→ **Supplied material**

use crate::models::{
    Application, ApplicationPage, ApplicationStats, ApplicationStatus, NewApplication,
};
use anyhow::{Context, Result};
use chrono::{DateTime, SecondsFormat, Utc};
use rusqlite::types::Type;
use rusqlite::{params, Connection, OptionalExtension, Row};
use std::path::Path;
use std::sync::{Mutex, MutexGuard};

/// Persistence for applications. Every write touches exactly one row.
pub trait ApplicationStore: Send + Sync {
    fn create(&self, application: &NewApplication) -> Result<Application>;
    fn get(&self, id: i64) -> Result<Option<Application>>;
    fn list(
        &self,
        status: Option<ApplicationStatus>,
        page: u32,
        per_page: u32,
    ) -> Result<ApplicationPage>;
    /// Move an application to `processed`. Returns `None` when the id is unknown.
    fn mark_processed(&self, id: i64) -> Result<Option<Application>>;
    /// Creation times of applications whose phone OR IP equals `identifier`, created after `since`.
    fn recent_submissions(
        &self,
        identifier: &str,
        since: DateTime<Utc>,
    ) -> Result<Vec<DateTime<Utc>>>;
    fn stats(&self) -> Result<ApplicationStats>;
    fn ping(&self) -> Result<()>;
}

pub struct SqliteStore {
    conn: Mutex<Connection>,
}

const COLUMNS: &str =
    "id, name, phone, email, service_type, message, ip_address, created_at, status";

impl SqliteStore {
    pub fn open(db_path: &str) -> Result<Self> {
        if let Some(parent) = Path::new(db_path).parent() {
            if !parent.as_os_str().is_empty() {
                std::fs::create_dir_all(parent).with_context(|| {
                    format!("Failed to create database directory: {}", parent.display())
                })?;
            }
        }

        let conn = Connection::open(db_path)
            .with_context(|| format!("Failed to open applications database: {db_path}"))?;
        Self::from_connection(conn)
    }

    pub fn open_in_memory() -> Result<Self> {
        let conn = Connection::open_in_memory().context("Failed to open in-memory database")?;
        Self::from_connection(conn)
    }

    fn from_connection(conn: Connection) -> Result<Self> {
        Self::init_schema(&conn)?;
        Ok(Self {
            conn: Mutex::new(conn),
        })
    }

    fn init_schema(conn: &Connection) -> Result<()> {
        conn.execute_batch(
            "CREATE TABLE IF NOT EXISTS applications (
                id INTEGER PRIMARY KEY AUTOINCREMENT,
                name TEXT NOT NULL,
                phone TEXT NOT NULL,
                email TEXT,
                service_type TEXT,
                message TEXT,
                ip_address TEXT NOT NULL,
                created_at TEXT NOT NULL,
                status TEXT NOT NULL DEFAULT 'new'
            );
            CREATE INDEX IF NOT EXISTS idx_phone_created ON applications (phone, created_at);
            CREATE INDEX IF NOT EXISTS idx_ip_created ON applications (ip_address, created_at);
            CREATE INDEX IF NOT EXISTS idx_status_created ON applications (status, created_at);",
        )
        .context("Failed to initialize applications schema")?;
        Ok(())
    }

    fn lock(&self) -> Result<MutexGuard<'_, Connection>> {
        self.conn
            .lock()
            .map_err(|_| anyhow::anyhow!("applications database lock poisoned"))
    }

    pub(crate) fn insert_at(
        &self,
        application: &NewApplication,
        created_at: DateTime<Utc>,
    ) -> Result<Application> {
        let conn = self.lock()?;
        conn.execute(
            "INSERT INTO applications
                (name, phone, email, service_type, message, ip_address, created_at, status)
             VALUES (?1, ?2, ?3, ?4, ?5, ?6, ?7, ?8)",
            params![
                application.name,
                application.phone,
                application.email,
                application.service_type,
                application.message,
                application.ip_address,
                format_timestamp(created_at),
                ApplicationStatus::New.as_str(),
            ],
        )
        .context("Failed to insert application")?;

        let id = conn.last_insert_rowid();
        Self::fetch(&conn, id)?
            .ok_or_else(|| anyhow::anyhow!("application {id} vanished after insert"))
    }

    fn fetch(conn: &Connection, id: i64) -> Result<Option<Application>> {
        let application = conn
            .query_row(
                &format!("SELECT {COLUMNS} FROM applications WHERE id = ?1"),
                params![id],
                row_to_application,
            )
            .optional()
            .with_context(|| format!("Failed to load application {id}"))?;
        Ok(application)
    }

    fn count(conn: &Connection, status: Option<ApplicationStatus>) -> Result<u64> {
        let count: i64 = match status {
            Some(status) => conn.query_row(
                "SELECT COUNT(*) FROM applications WHERE status = ?1",
                params![status.as_str()],
                |row| row.get(0),
            )?,
            None => conn.query_row("SELECT COUNT(*) FROM applications", [], |row| row.get(0))?,
        };
        Ok(count as u64)
    }
}

impl ApplicationStore for SqliteStore {
    fn create(&self, application: &NewApplication) -> Result<Application> {
        self.insert_at(application, Utc::now())
    }

    fn get(&self, id: i64) -> Result<Option<Application>> {
        let conn = self.lock()?;
        Self::fetch(&conn, id)
    }

    fn list(
        &self,
        status: Option<ApplicationStatus>,
        page: u32,
        per_page: u32,
    ) -> Result<ApplicationPage> {
        let page = page.max(1);
        let per_page = per_page.max(1);
        let offset = i64::from(page - 1) * i64::from(per_page);

        let conn = self.lock()?;
        let total = Self::count(&conn, status)?;

        let items = match status {
            Some(status) => {
                let mut stmt = conn.prepare(&format!(
                    "SELECT {COLUMNS} FROM applications WHERE status = ?1
                     ORDER BY created_at DESC, id DESC LIMIT ?2 OFFSET ?3"
                ))?;
                let rows = stmt.query_map(
                    params![status.as_str(), per_page, offset],
                    row_to_application,
                )?;
                rows.collect::<Result<Vec<_>, _>>()?
            }
            None => {
                let mut stmt = conn.prepare(&format!(
                    "SELECT {COLUMNS} FROM applications
                     ORDER BY created_at DESC, id DESC LIMIT ?1 OFFSET ?2"
                ))?;
                let rows = stmt.query_map(params![per_page, offset], row_to_application)?;
                rows.collect::<Result<Vec<_>, _>>()?
            }
        };

        let pages = total.div_ceil(u64::from(per_page)) as u32;
        Ok(ApplicationPage {
            items,
            page,
            per_page,
            total,
            pages,
        })
    }

    fn mark_processed(&self, id: i64) -> Result<Option<Application>> {
        let conn = self.lock()?;
        conn.execute(
            "UPDATE applications SET status = ?1 WHERE id = ?2",
            params![ApplicationStatus::Processed.as_str(), id],
        )
        .with_context(|| format!("Failed to mark application {id} as processed"))?;
        Self::fetch(&conn, id)
    }

    fn recent_submissions(
        &self,
        identifier: &str,
        since: DateTime<Utc>,
    ) -> Result<Vec<DateTime<Utc>>> {
        let conn = self.lock()?;
        let mut stmt = conn.prepare(
            "SELECT created_at FROM applications
             WHERE (phone = ?1 OR ip_address = ?1) AND created_at > ?2
             ORDER BY created_at",
        )?;
        let rows = stmt.query_map(params![identifier, format_timestamp(since)], |row| {
            parse_timestamp(row, 0)
        })?;
        let times = rows
            .collect::<Result<Vec<_>, _>>()
            .context("Failed to query recent applications")?;
        Ok(times)
    }

    fn stats(&self) -> Result<ApplicationStats> {
        let conn = self.lock()?;
        let total = Self::count(&conn, None)?;
        let new = Self::count(&conn, Some(ApplicationStatus::New))?;
        let processed = Self::count(&conn, Some(ApplicationStatus::Processed))?;
        Ok(ApplicationStats {
            total,
            new,
            processed,
        })
    }

    fn ping(&self) -> Result<()> {
        let conn = self.lock()?;
        conn.query_row("SELECT 1", [], |row| row.get::<_, i64>(0))
            .context("Database health check failed")?;
        Ok(())
    }
}

/// Fixed-width UTC form so that text comparison in SQL matches time order.
fn format_timestamp(ts: DateTime<Utc>) -> String {
    ts.to_rfc3339_opts(SecondsFormat::Micros, true)
}

fn parse_timestamp(row: &Row<'_>, idx: usize) -> rusqlite::Result<DateTime<Utc>> {
    let raw: String = row.get(idx)?;
    DateTime::parse_from_rfc3339(&raw)
        .map(|ts| ts.with_timezone(&Utc))
        .map_err(|e| rusqlite::Error::FromSqlConversionFailure(idx, Type::Text, Box::new(e)))
}

fn row_to_application(row: &Row<'_>) -> rusqlite::Result<Application> {
    let status: String = row.get(8)?;
    let status = status.parse::<ApplicationStatus>().map_err(|e| {
        rusqlite::Error::FromSqlConversionFailure(8, Type::Text, e.into())
    })?;

    Ok(Application {
        id: row.get(0)?,
        name: row.get(1)?,
        phone: row.get(2)?,
        email: row.get(3)?,
        service_type: row.get(4)?,
        message: row.get(5)?,
        ip_address: row.get(6)?,
        created_at: parse_timestamp(row, 7)?,
        status,
    })
}
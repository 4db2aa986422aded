pub mod admin;
pub mod config;
pub mod models;
pub mod notifier;
pub mod pipeline;
pub mod rate_limiter;
pub mod server;
pub mod store;
pub mod validation;

pub use config::Config;
pub use models::{Application, ApplicationStatus, NewApplication};
pub use notifier::Notifier;
pub use pipeline::{SubmissionError, SubmissionPipeline};
pub use rate_limiter::RateLimiter;
pub use store::{ApplicationStore, SqliteStore};
pub use validation::{RawSubmission, Validator};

→ **Problem statement**
Copy every line that contains "after" from the listing above.

→ **Output of the exercise**
    /// Creation times of applications whose phone OR IP equals `identifier`, created after `since`.
            .ok_or_else(|| anyhow::anyhow!("application {id} vanished after insert"))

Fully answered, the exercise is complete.